FIVE: Non-lethal Weapons
The concept of non-lethal weapons is not new; the term appears in heavily censored CIA documents dating
from the 1960's. But research and development in non-lethal technologies has received new impetus as post-Cold War Pentagon planning has shifted its focus to regional conflicts, insurgencies, and peacekeeping. The proponents concede that non-lethal weapons are not necessarily non-lethal, they are still called that because the term is politically attractive. Various names were considered and are still sometimes used: soft kill, mission kill, less-than-lethal weapons, non-injurious incapacitation, disabling measures, strategic immobility. "Having been through a number of names, I can say that nothing has had the impact of 'non-lethal,"avers Alexander. The growing prominence of the non-lethal program tends to validate this strategy. Rebelling against the program's marketing spin, analysts across the political spectrum have rejected the assertion that non-lethal weapons represent a new development in war fighting--or even a fruitful area for investment. Alexander writes;"Major political benefit can be accrued by being the first nation to announce a policy advocating projection of force in a manner that does not result in killing people," "Non-lethal weapons disable or destroy without causing significant injury or damage," asserted Undersecretary of Defense Paul Wolfowitz in a March 1991 memorandum.
This is an important misconception. Nevertheless, Wolfowitz wrote; "A U.S lead in non-lethal technologies
will increase our options and reinforce our position in the post-Cold War world." Dozens of non-lethal
weapons have been proposed or developed, m ostly in laboratory-scale models. They encompass a broad
range of technologies, including chemical, biological kinetic, electromagnetic, and acoustic weapons, as well as informational techniques such as computer viruses.
The hazards of unaccountable government, from secret wars to secret radiation experiments, are well known. And yet the system continues. The Clinton administration has made progress toward reforming it, but measurable results still have not materialized. The nominal justification for secrecy in non-lethal weapons is that developing them on a totally unclassified basis would enable potential adversaries to duplicate the effort or develop countermeasures. This is a valid concern that is exploited beyond all justification to the point of concealing the budgets and even the very existence of many programs.
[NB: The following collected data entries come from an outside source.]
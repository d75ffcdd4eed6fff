//! Request and engine configuration, validated once at the boundary.

use std::time::Duration;

use serde::{Deserialize, Serialize};

use crate::backoff::BackoffSchedule;
use crate::error::{OrchestratorError, Result};
use crate::gateway::Artifact;

/// Recognized aspect ratios for video generation.
#[derive(Debug, Clone, Copy, PartialEq, Eq, Default, Serialize, Deserialize)]
pub enum AspectRatio {
    #[serde(rename = "16:9")]
    Landscape,
    #[default]
    #[serde(rename = "9:16")]
    Portrait,
    #[serde(rename = "1:1")]
    Square,
}

impl AspectRatio {
    pub fn as_str(&self) -> &'static str {
        match self {
            Self::Landscape => "16:9",
            Self::Portrait => "9:16",
            Self::Square => "1:1",
        }
    }
}

/// Recognized output resolutions.
#[derive(Debug, Clone, Copy, PartialEq, Eq, Default, Serialize, Deserialize)]
pub enum Resolution {
    #[serde(rename = "720p")]
    Hd720,
    #[default]
    #[serde(rename = "1080p")]
    Hd1080,
}

impl Resolution {
    pub fn as_str(&self) -> &'static str {
        match self {
            Self::Hd720 => "720p",
            Self::Hd1080 => "1080p",
        }
    }
}

/// Person-generation safety policy forwarded to the backend.
#[derive(Debug, Clone, Copy, PartialEq, Eq, Default, Serialize, Deserialize)]
#[serde(rename_all = "snake_case")]
pub enum PersonGeneration {
    #[default]
    AllowAll,
    AllowAdult,
    DontAllow,
}

/// Parameters for one video generation job.
///
/// Replaces the ad-hoc per-call option bags of typical backend SDKs with one
/// structure whose recognized options are checked once, before any remote
/// call is made.
#[derive(Debug, Clone)]
pub struct VideoRequest {
    pub prompt: String,
    pub aspect_ratio: AspectRatio,
    pub resolution: Resolution,
    pub duration_seconds: u32,
    pub number_of_videos: u32,
    pub person_generation: PersonGeneration,
    pub negative_prompt: Option<String>,
    /// Optional reference image. Its presence changes the request shape and
    /// disables the submission retry loop; polling is unaffected.
    pub reference_image: Option<Artifact>,
}

impl VideoRequest {
    pub fn new(prompt: impl Into<String>) -> Self {
        Self {
            prompt: prompt.into(),
            aspect_ratio: AspectRatio::default(),
            resolution: Resolution::default(),
            duration_seconds: 8,
            number_of_videos: 1,
            person_generation: PersonGeneration::default(),
            negative_prompt: None,
            reference_image: None,
        }
    }

    pub fn with_aspect_ratio(mut self, aspect_ratio: AspectRatio) -> Self {
        self.aspect_ratio = aspect_ratio;
        self
    }

    pub fn with_resolution(mut self, resolution: Resolution) -> Self {
        self.resolution = resolution;
        self
    }

    pub fn with_duration_seconds(mut self, seconds: u32) -> Self {
        self.duration_seconds = seconds;
        self
    }

    pub fn with_person_generation(mut self, policy: PersonGeneration) -> Self {
        self.person_generation = policy;
        self
    }

    /// Set a negative prompt. Blank strings are treated as absent.
    pub fn with_negative_prompt(mut self, negative_prompt: impl Into<String>) -> Self {
        let text = negative_prompt.into();
        self.negative_prompt = if text.trim().is_empty() {
            None
        } else {
            Some(text.trim().to_string())
        };
        self
    }

    pub fn with_reference_image(mut self, image: Artifact) -> Self {
        self.reference_image = Some(image);
        self
    }

    /// Validate the request before submission.
    pub fn validate(&self) -> Result<()> {
        if self.prompt.trim().is_empty() {
            return Err(OrchestratorError::Config("prompt must not be empty".into()));
        }
        if !(1..=8).contains(&self.duration_seconds) {
            return Err(OrchestratorError::Config(format!(
                "duration_seconds must be between 1 and 8, got {}",
                self.duration_seconds
            )));
        }
        if !(1..=4).contains(&self.number_of_videos) {
            return Err(OrchestratorError::Config(format!(
                "number_of_videos must be between 1 and 4, got {}",
                self.number_of_videos
            )));
        }
        if let Some(image) = &self.reference_image {
            if image.bytes.is_empty() {
                return Err(OrchestratorError::Config(
                    "reference image must not be empty".into(),
                ));
            }
        }
        Ok(())
    }
}

/// Timing and retry knobs for [`crate::poller::JobPoller`].
///
/// Defaults match observed production behavior; tests shrink the durations to
/// zero so the retry logic runs without wall-clock delays.
#[derive(Debug, Clone)]
pub struct PollerConfig {
    /// Submission attempts before giving up while rate limited (default: 5).
    pub max_submission_attempts: usize,
    /// Backoff between rate-limited submission attempts.
    pub submission_backoff: BackoffSchedule,
    /// Interval between status checks (default: 10s).
    pub poll_interval: Duration,
    /// Flat pause after a rate-limited status check (default: 60s).
    pub rate_limit_pause: Duration,
    /// Overall polling budget per job (default: 30 minutes). A job that has
    /// not completed within this window fails instead of blocking forever.
    pub max_poll_duration: Duration,
}

impl Default for PollerConfig {
    fn default() -> Self {
        Self {
            max_submission_attempts: 5,
            submission_backoff: BackoffSchedule::default(),
            poll_interval: Duration::from_secs(10),
            rate_limit_pause: Duration::from_secs(60),
            max_poll_duration: Duration::from_secs(30 * 60),
        }
    }
}

impl PollerConfig {
    pub fn with_max_submission_attempts(mut self, attempts: usize) -> Self {
        self.max_submission_attempts = attempts.max(1);
        self
    }

    pub fn with_submission_backoff(mut self, backoff: BackoffSchedule) -> Self {
        self.submission_backoff = backoff;
        self
    }

    pub fn with_poll_interval(mut self, interval: Duration) -> Self {
        self.poll_interval = interval;
        self
    }

    pub fn with_rate_limit_pause(mut self, pause: Duration) -> Self {
        self.rate_limit_pause = pause;
        self
    }

    pub fn with_max_poll_duration(mut self, budget: Duration) -> Self {
        self.max_poll_duration = budget;
        self
    }
}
For hundreds of years, sci-fi writers have imagined weapons that might use energy waves or pulses to knock out, knock down, or otherwise disable enemies--without necessarily killing them. And for a good 40 years the U.S military has quietly been pursuing weapons of this sort. Much of this work is still secret, but now that the cold war has ended and the United States is engaged in more humanitarian and peacekeeping missions, the search for weapons that could incapacitate people without inflicting lethal injuries has intensified. Police, too, are keenly interested. Scores of new contracts have been issued, and scientists, aided by government research on tje "bioeffects" of beamed energy, are searching the electromagnetic and sonic spectrums for wavelengths that can affect human behavior. Weapons already exist that use lasers, which can temporarily or permanenly blind enemy soldiers. So-called acoustic or sonic weapons, like the ones in the aforementioned lab, can vibrate the insides of humans to stun them, nauseate them, or even "liquefy" their bowels and reduce them to quivering diarrheic messes," according to a Pentagon briefing. Prototypes of such weapons were recently considered for tryout when U.S troops intervened in Somalia. Other, stranger effects also have been explored, such as using electromagnetic waves to put human targets to sleep or to heat them up, on the imcrowave-oven principle.
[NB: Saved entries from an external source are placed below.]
//! Job poller behavior against a scripted gateway: submission retry
//! accounting, quota exhaustion, completion validation, mirror degradation
//! and the polling budget.

use std::path::{Path, PathBuf};
use std::result::Result;
use std::sync::atomic::{AtomicUsize, Ordering};
use std::sync::Arc;
use std::time::Duration;

use async_trait::async_trait;
use genmedia_orchestrator::prelude::*;

/// Gateway whose submission and polling behavior is scripted per test.
#[derive(Default)]
struct ScriptedGateway {
    /// Quota errors returned before a submission is accepted.
    submit_rate_limits: usize,
    /// `retry_after` hint carried on those quota errors.
    submit_retry_after: Option<Duration>,
    /// Fatal error returned once rate limits are exhausted, if set.
    submit_fatal: Option<String>,
    /// Quota errors returned before polls start answering.
    poll_rate_limits: usize,
    /// Successful polls (pending answers) before the final poll is returned.
    polls_until_done: usize,
    final_poll: Option<JobPoll>,
    submissions: AtomicUsize,
    poll_calls: AtomicUsize,
}

impl ScriptedGateway {
    fn submissions(&self) -> usize {
        self.submissions.load(Ordering::SeqCst)
    }

    fn poll_calls(&self) -> usize {
        self.poll_calls.load(Ordering::SeqCst)
    }
}

#[async_trait]
impl MediaGateway for ScriptedGateway {
    async fn create_video_job(
        &self,
        _request: &VideoRequest,
    ) -> Result<JobHandle, GatewayError> {
        let n = self.submissions.fetch_add(1, Ordering::SeqCst);
        if n < self.submit_rate_limits {
            return Err(GatewayError::RateLimited {
                retry_after: self.submit_retry_after,
            });
        }
        if let Some(message) = &self.submit_fatal {
            return Err(GatewayError::Fatal(message.clone()));
        }
        Ok(JobHandle::new("operations/op-123"))
    }

    async fn poll_job(&self, _handle: &JobHandle) -> Result<JobPoll, GatewayError> {
        let n = self.poll_calls.fetch_add(1, Ordering::SeqCst);
        if n < self.poll_rate_limits {
            return Err(GatewayError::rate_limited());
        }
        let answered = n - self.poll_rate_limits;
        if answered < self.polls_until_done {
            return Ok(JobPoll::pending());
        }
        Ok(self
            .final_poll
            .clone()
            .unwrap_or_else(|| JobPoll::completed(vec![Artifact::new(vec![7u8], "video/mp4")])))
    }

    async fn edit_image(
        &self,
        _image: &Artifact,
        _instruction: &str,
    ) -> Result<EditOutcome, GatewayError> {
        Err(GatewayError::Fatal("edit not scripted in this test".into()))
    }

    async fn judge_edit(
        &self,
        _original: &Artifact,
        _instruction: &str,
        _edit_description: &str,
    ) -> Result<String, GatewayError> {
        Err(GatewayError::Fatal("judge not scripted in this test".into()))
    }

    async fn rewrite_instruction(
        &self,
        _instruction: &str,
        _context: &str,
    ) -> Result<String, GatewayError> {
        Err(GatewayError::Fatal("rewrite not scripted in this test".into()))
    }
}

struct RejectingStore;

#[async_trait]
impl ArtifactStore for RejectingStore {
    async fn store(&self, _local_path: &Path, _object_name: &str) -> Result<String, StoreError> {
        Err(StoreError("bucket unavailable".to_string()))
    }
}

fn init_tracing() {
    let _ = tracing_subscriber::fmt()
        .with_env_filter("debug")
        .with_test_writer()
        .try_init();
}

fn fast_config() -> PollerConfig {
    PollerConfig::default()
        .with_submission_backoff(BackoffSchedule::new(Duration::ZERO, Duration::ZERO))
        .with_poll_interval(Duration::ZERO)
        .with_rate_limit_pause(Duration::ZERO)
}

fn scratch_dir() -> PathBuf {
    std::env::temp_dir().join(format!("genmedia-poller-{}", uuid::Uuid::new_v4()))
}

fn poller_with(gateway: Arc<ScriptedGateway>, dir: &Path) -> JobPoller {
    JobPoller::new(gateway, ArtifactSink::new(dir)).with_config(fast_config())
}

#[tokio::test]
async fn retries_rate_limited_submissions_then_completes() {
    init_tracing();
    let dir = scratch_dir();
    let gateway = Arc::new(ScriptedGateway {
        submit_rate_limits: 2,
        polls_until_done: 3,
        ..Default::default()
    });
    let poller = poller_with(gateway.clone(), &dir);

    let job = poller
        .submit_and_await(VideoRequest::new("a cat surfing at sunset"))
        .await
        .unwrap();

    assert_eq!(job.status, JobStatus::Done);
    assert_eq!(job.submission_attempts, 3);
    assert_eq!(gateway.submissions(), 3);
    assert_eq!(job.polls, 4);
    assert_eq!(job.id.as_deref(), Some("operations/op-123"));

    let stored = job.artifact.unwrap();
    assert_eq!(tokio::fs::read(&stored.local_path).await.unwrap(), vec![7u8]);
    tokio::fs::remove_dir_all(&dir).await.unwrap();
}

#[tokio::test]
async fn fails_after_submission_budget_without_polling() {
    init_tracing();
    let dir = scratch_dir();
    let gateway = Arc::new(ScriptedGateway {
        submit_rate_limits: usize::MAX,
        ..Default::default()
    });
    let poller = poller_with(gateway.clone(), &dir);

    let job = poller
        .submit_and_await(VideoRequest::new("prompt"))
        .await
        .unwrap();

    assert_eq!(job.status, JobStatus::Failed);
    assert_eq!(job.submission_attempts, 5);
    assert_eq!(gateway.submissions(), 5);
    assert_eq!(gateway.poll_calls(), 0);
    assert!(job
        .error
        .as_deref()
        .unwrap()
        .contains("max submission attempts (5)"));
}

#[tokio::test]
async fn server_retry_hint_overrides_the_backoff_schedule() {
    init_tracing();
    let dir = scratch_dir();
    let gateway = Arc::new(ScriptedGateway {
        submit_rate_limits: 2,
        submit_retry_after: Some(Duration::ZERO),
        ..Default::default()
    });
    // A schedule this slow would blow the timeout if it were consulted.
    let config = fast_config()
        .with_submission_backoff(BackoffSchedule::new(Duration::from_secs(3600), Duration::ZERO));
    let poller = JobPoller::new(gateway.clone(), ArtifactSink::new(&dir)).with_config(config);

    let job = tokio::time::timeout(
        Duration::from_secs(5),
        poller.submit_and_await(VideoRequest::new("prompt")),
    )
    .await
    .expect("hinted delay should be used instead of the schedule")
    .unwrap();

    assert_eq!(job.status, JobStatus::Done);
    assert_eq!(job.submission_attempts, 3);
    tokio::fs::remove_dir_all(&dir).await.unwrap();
}

#[tokio::test]
async fn fatal_submission_error_propagates_immediately() {
    init_tracing();
    let dir = scratch_dir();
    let gateway = Arc::new(ScriptedGateway {
        submit_fatal: Some("invalid safety settings".to_string()),
        ..Default::default()
    });
    let poller = poller_with(gateway.clone(), &dir);

    let err = poller
        .submit_and_await(VideoRequest::new("prompt"))
        .await
        .unwrap_err();

    assert!(err.to_string().contains("invalid safety settings"));
    assert_eq!(gateway.submissions(), 1);
}

#[tokio::test]
async fn reference_image_request_does_not_retry_submission() {
    init_tracing();
    let dir = scratch_dir();
    let gateway = Arc::new(ScriptedGateway {
        submit_rate_limits: usize::MAX,
        ..Default::default()
    });
    let poller = poller_with(gateway.clone(), &dir);

    let request = VideoRequest::new("animate this scene")
        .with_reference_image(Artifact::new(vec![1u8, 2], "image/png"));
    let job = poller.submit_and_await(request).await.unwrap();

    assert_eq!(job.status, JobStatus::Failed);
    assert_eq!(job.submission_attempts, 1);
    assert_eq!(gateway.submissions(), 1);
    assert_eq!(
        job.error.as_deref(),
        Some("rate limited; reference-image submissions are not retried")
    );
}

#[tokio::test]
async fn rate_limited_poll_pauses_and_resumes() {
    init_tracing();
    let dir = scratch_dir();
    let gateway = Arc::new(ScriptedGateway {
        poll_rate_limits: 2,
        polls_until_done: 1,
        ..Default::default()
    });
    let poller = poller_with(gateway.clone(), &dir);

    let job = poller
        .submit_and_await(VideoRequest::new("prompt"))
        .await
        .unwrap();

    assert_eq!(job.status, JobStatus::Done);
    // Two rate-limited checks plus two answered ones.
    assert_eq!(gateway.poll_calls(), 4);
    assert_eq!(job.polls, 2);
    tokio::fs::remove_dir_all(&dir).await.unwrap();
}

#[tokio::test]
async fn completion_without_artifact_is_a_soft_failure() {
    init_tracing();
    let dir = scratch_dir();
    let gateway = Arc::new(ScriptedGateway {
        final_poll: Some(JobPoll::completed(Vec::new())),
        ..Default::default()
    });
    let poller = poller_with(gateway.clone(), &dir);

    let job = poller
        .submit_and_await(VideoRequest::new("prompt"))
        .await
        .unwrap();

    assert_eq!(job.status, JobStatus::Failed);
    assert_eq!(
        job.error.as_deref(),
        Some("job completed without an artifact")
    );
    assert!(job.artifact.is_none());
}

#[tokio::test]
async fn remote_job_error_is_reported_not_retried() {
    init_tracing();
    let dir = scratch_dir();
    let gateway = Arc::new(ScriptedGateway {
        final_poll: Some(JobPoll::failed("content policy violation")),
        ..Default::default()
    });
    let poller = poller_with(gateway.clone(), &dir);

    let job = poller
        .submit_and_await(VideoRequest::new("prompt"))
        .await
        .unwrap();

    assert_eq!(job.status, JobStatus::Failed);
    assert!(job
        .error
        .as_deref()
        .unwrap()
        .contains("content policy violation"));
    assert_eq!(gateway.poll_calls(), 1);
}

#[tokio::test]
async fn mirror_failure_does_not_fail_the_job() {
    init_tracing();
    let dir = scratch_dir();
    let gateway = Arc::new(ScriptedGateway::default());
    let sink = ArtifactSink::new(&dir).with_store(Arc::new(RejectingStore));
    let poller = JobPoller::new(gateway, sink).with_config(fast_config());

    let job = poller
        .submit_and_await(VideoRequest::new("prompt"))
        .await
        .unwrap();

    assert_eq!(job.status, JobStatus::Done);
    let stored = job.artifact.unwrap();
    assert!(stored.storage_url.is_none());
    assert!(stored
        .storage_error
        .as_deref()
        .unwrap()
        .contains("bucket unavailable"));
    tokio::fs::remove_dir_all(&dir).await.unwrap();
}

#[tokio::test]
async fn polling_budget_bounds_a_job_that_never_completes() {
    init_tracing();
    let dir = scratch_dir();
    let gateway = Arc::new(ScriptedGateway {
        polls_until_done: usize::MAX,
        ..Default::default()
    });
    let config = fast_config().with_max_poll_duration(Duration::ZERO);
    let poller = JobPoller::new(gateway, ArtifactSink::new(&dir)).with_config(config);

    let job = poller
        .submit_and_await(VideoRequest::new("prompt"))
        .await
        .unwrap();

    assert_eq!(job.status, JobStatus::Failed);
    assert!(job.error.as_deref().unwrap().contains("did not complete"));
}

#[tokio::test]
async fn invalid_request_is_rejected_before_any_remote_call() {
    init_tracing();
    let dir = scratch_dir();
    let gateway = Arc::new(ScriptedGateway::default());
    let poller = poller_with(gateway.clone(), &dir);

    let err = poller
        .submit_and_await(VideoRequest::new("prompt").with_duration_seconds(0))
        .await
        .unwrap_err();

    assert!(matches!(err, OrchestratorError::Config(_)));
    assert_eq!(gateway.submissions(), 0);
}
Scientists are also trying to make a sonic cannon that throws a shock wave with enough force to knock
down a man. While this and similar weapons may seem far-fetched, scientists say they are natural successors to projects already underway--beams that disable the electronic systems of aircraft, computers, or missiles, for instance. "Once you are into these anti-materiel weapons, it is a short jump to antipersonnel weapons," says Louis Slesin, editor of the trade journal Microwave News.That's because the human body is essentially an electrochemical system, and devices that disrupt the electrical impulses of the nervous system can affect behavior and body functions. But these programs--particularly those involving antipersonnel research-- are so well guarded that details are scarce.
"People [in the military] go silent on this issue," says Slesin, "more than any other issue. People
just do not want to talk about this."